* _WHAT THIS TASK INVOLVES_: Going through the entries below, find how many lines hold "paths", then give that number alone.

(Stored items)
// ---------------------------------------------------------------------------
// Tests
// ---------------------------------------------------------------------------

#[cfg(test)]
mod tests {
    use super::*;
    use serde_json::json;

    fn doc_json(nodes: Value, edges: Value, entry: &str) -> Value {
        json!({
            "meta": {"id": "test-flow", "title": "Test", "version": "1.0"},
            "workflow": {"entry": entry, "nodes": nodes, "edges": edges}
        })
    }

    fn validate(raw: Value) -> Vec<ValidationIssue> {
        let doc: WorkflowDocument = serde_json::from_value(raw.clone()).unwrap();
        validate_document(&doc, &raw)
    }

    fn codes(issues: &[ValidationIssue]) -> Vec<&str> {
        issues.iter().map(|i| i.code.as_str()).collect()
    }

    fn task(id: &str) -> Value {
        json!({
            "id": id,
            "type": "atomic_task",
            "actions": [{
                "primary": {"kind": "act", "instruction": "click the button"}
            }]
        })
    }

    // -----------------------------------------------------------------------
    // parse_document
    // -----------------------------------------------------------------------

    #[test]
    fn test_parse_valid_document() {
        let raw = doc_json(
            json!([task("a"), task("b")]),
            json!([{"from": "a", "to": "b"}]),
            "a",
        );
        let doc = parse_document(&raw.to_string()).unwrap();
        assert_eq!(doc.meta.id, "test-flow");
        assert_eq!(doc.workflow.nodes.len(), 2);
    }

    #[test]
    fn test_parse_malformed_json() {
        let err = parse_document("{not json").unwrap_err();
        assert!(matches!(err, DocumentError::Parse(_)));
    }

    #[test]
    fn test_parse_collects_all_issues() {
        // Empty workflow AND zero timeout: both must be reported.
        let raw = json!({
            "meta": {"id": "test-flow", "title": "T", "version": "1.0"},
            "config": {"executionTimeoutMs": 0},
            "workflow": {"entry": "a", "nodes": [], "edges": []}
        });
        let err = parse_document(&raw.to_string()).unwrap_err();
        let issue_codes: Vec<&str> = err.issues().iter().map(|i| i.code.as_str()).collect();
        assert!(issue_codes.contains(&"zero-timeout"));
        assert!(issue_codes.contains(&"empty-workflow"));
    }

    // -----------------------------------------------------------------------
    // Meta and config
    // -----------------------------------------------------------------------

    #[test]
    fn test_rejects_bad_meta_id() {
        let mut raw = doc_json(json!([task("a")]), json!([]), "a");
        raw["meta"]["id"] = json!("has spaces!");
        assert!(codes(&validate(raw)).contains(&"bad-id"));
    }

    #[test]
    fn test_rejects_bad_credential_grammar() {
        let mut raw = doc_json(json!([task("a")]), json!([]), "a");
        raw["credentials"] = json!({"required": ["mail.password", "too.many.dots"]});
        assert!(codes(&validate(raw)).contains(&"bad-credential"));
    }

    #[test]
    fn test_rejects_duplicate_credential() {
        let mut raw = doc_json(json!([task("a")]), json!([]), "a");
        raw["credentials"] = json!({"required": ["mail.password"], "optional": ["mail.password"]});
        assert!(codes(&validate(raw)).contains(&"duplicate-credential"));
    }

    // -----------------------------------------------------------------------
    // Structure
    // -----------------------------------------------------------------------

    #[test]
    fn test_rejects_duplicate_node_ids() {
        let raw = doc_json(json!([task("a"), task("a")]), json!([]), "a");
        assert!(codes(&validate(raw)).contains(&"duplicate-node"));
    }

    #[test]
    fn test_rejects_unknown_entry() {
        let raw = doc_json(json!([task("a")]), json!([]), "ghost");
        assert!(codes(&validate(raw)).contains(&"unknown-entry"));
    }

    #[test]
    fn test_rejects_unknown_edge_target() {
        let raw = doc_json(json!([task("a")]), json!([{"from": "a", "to": "ghost"}]), "a");
        assert!(codes(&validate(raw)).contains(&"unknown-reference"));
    }

    #[test]
    fn test_rejects_cycle() {
        let raw = doc_json(
            json!([task("a"), task("b")]),
            json!([{"from": "a", "to": "b"}, {"from": "b", "to": "a"}]),
            "a",
        );
        assert!(codes(&validate(raw)).contains(&"cycle"));
    }

    #[test]
    fn test_rejects_unreachable_node() {
        let raw = doc_json(json!([task("a"), task("island")]), json!([]), "a");
        assert!(codes(&validate(raw)).contains(&"unreachable-node"));
    }

    #[test]
    fn test_reachable_via_routing_suppresses_orphan() {
        let mut island = task("island");
        island["reachableViaRouting"] = json!(true);
        let raw = doc_json(json!([task("a"), island]), json!([]), "a");
        assert!(!codes(&validate(raw)).contains(&"unreachable-node"));
    }

    #[test]
    fn test_rejects_route_with_plain_edge() {
        let raw = doc_json(
            json!([
                {"id": "r", "type": "route", "value": "x", "paths": {"a": "t"}, "default": "t"},
                task("t")
            ]),
            json!([{"from": "r", "to": "t"}]),
            "r",
        );
        assert!(codes(&validate(raw)).contains(&"route-with-edge"));
    }

    #[test]
    fn test_rejects_route_inside_iterator_body() {
        let raw = doc_json(
            json!([
                {"id": "loop", "type": "iterate", "iteratorConfig": {
                    "queueKey": "items", "body": ["branch"]
                }},
                {"id": "branch", "type": "route", "value": "x", "paths": {"a": "t"}, "default": "t"},
                task("t")
            ]),
            json!([]),
            "loop",
        );
        assert!(codes(&validate(raw)).contains(&"route-in-body"));
    }

    // -----------------------------------------------------------------------
    // Per-kind checks
    // -----------------------------------------------------------------------

    #[test]
    fn test_rejects_task_without_actions() {
        let raw = doc_json(json!([{"id": "a", "type": "atomic_task"}]), json!([]), "a");
        assert!(codes(&validate(raw)).contains(&"no-actions"));
    }

    #[test]
    fn test_rejects_actions_on_non_task() {
        let raw = doc_json(
            json!([{
                "id": "t",
                "type": "transform",
                "expression": "a + b",
                "outputKey": "sum",
                "actions": [{"primary": {"kind": "act", "instruction": "click"}}]
            }]),
            json!([]),
            "t",
        );
        assert!(codes(&validate(raw)).contains(&"unused-actions"));
    }

    #[test]
    fn test_rejects_empty_action_instruction() {
        let raw = doc_json(
            json!([{
                "id": "a",
                "type": "atomic_task",
                "actions": [{"primary": {"kind": "act", "instruction": ""}}]
            }]),
            json!([]),
            "a",
        );
        assert!(codes(&validate(raw)).contains(&"empty-instruction"));
    }

    #[test]
    fn test_rejects_invalid_cognition_schema() {
        let raw = doc_json(
            json!([{
                "id": "c",
                "type": "cognition",
                "prompt": "classify {{ currentItem }}",
                "outputKey": "result",
                "schema": {"type": "not-a-real-type"}
            }]),
            json!([]),
            "c",
        );
        assert!(codes(&validate(raw)).contains(&"invalid-schema"));
    }

    #[test]
    fn test_rejects_empty_assert_conditions() {
        let raw = doc_json(
            json!([{"id": "a", "type": "assert", "conditions": []}]),
            json!([]),
            "a",
        );
        assert!(codes(&validate(raw)).contains(&"no-conditions"));
    }

    #[test]
    fn test_rejects_zero_max_iterations() {
        let raw = doc_json(
            json!([
                {"id": "loop", "type": "iterate", "iteratorConfig": {
                    "queueKey": "items", "maxIterations": 0, "body": ["b"]
                }},
                {"id": "b", "type": "transform", "expression": "1", "outputKey": "one"}
            ]),
            json!([]),
            "loop",
        );
        assert!(codes(&validate(raw)).contains(&"zero-iterations"));
    }

    // -----------------------------------------------------------------------
    // Raw key check (cross-type configuration)
    // -----------------------------------------------------------------------

    #[test]
    fn test_rejects_foreign_config_key() {
        // An atomic task carrying route configuration: serde would silently
        // drop the extra keys, the raw check must not.
        let raw = doc_json(
            json!([{
                "id": "sneaky",
                "type": "atomic_task",
                "actions": [{"primary": {"kind": "act", "instruction": "click"}}],
                "paths": {"Y": "somewhere"}
            }]),
            json!([]),
            "sneaky",
        );
        assert!(codes(&validate(raw)).contains(&"foreign-key"));
    }

    #[test]
    fn test_alias_spelling_keeps_its_own_keys() {
        let raw = doc_json(
            json!([
                {"id": "loop", "type": "list_iterator", "iteratorConfig": {
                    "queueKey": "items", "body": ["b"]
                }},
                {"id": "b", "type": "transform", "expression": "1", "outputKey": "one"}
            ]),
            json!([]),
            "loop",
        );
        assert!(!codes(&validate(raw)).contains(&"foreign-key"));
    }

    #[test]
    fn test_clean_document_has_no_issues() {
        let raw = doc_json(
            json!([
                task("a"),
                {"id": "branch", "type": "route", "value": "twoFactorRequired",
                 "paths": {"Y": "b", "N": "c"}, "default": "c"},
                task("b"),
                task("c")
            ]),
            json!([{"from": "a", "to": "branch"}]),
            "a",
        );
        let issues = validate(raw);
        assert!(issues.is_empty(), "unexpected issues: {issues:?}");
    }
}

* _SOLUTION TO THE PROBLEM_: 4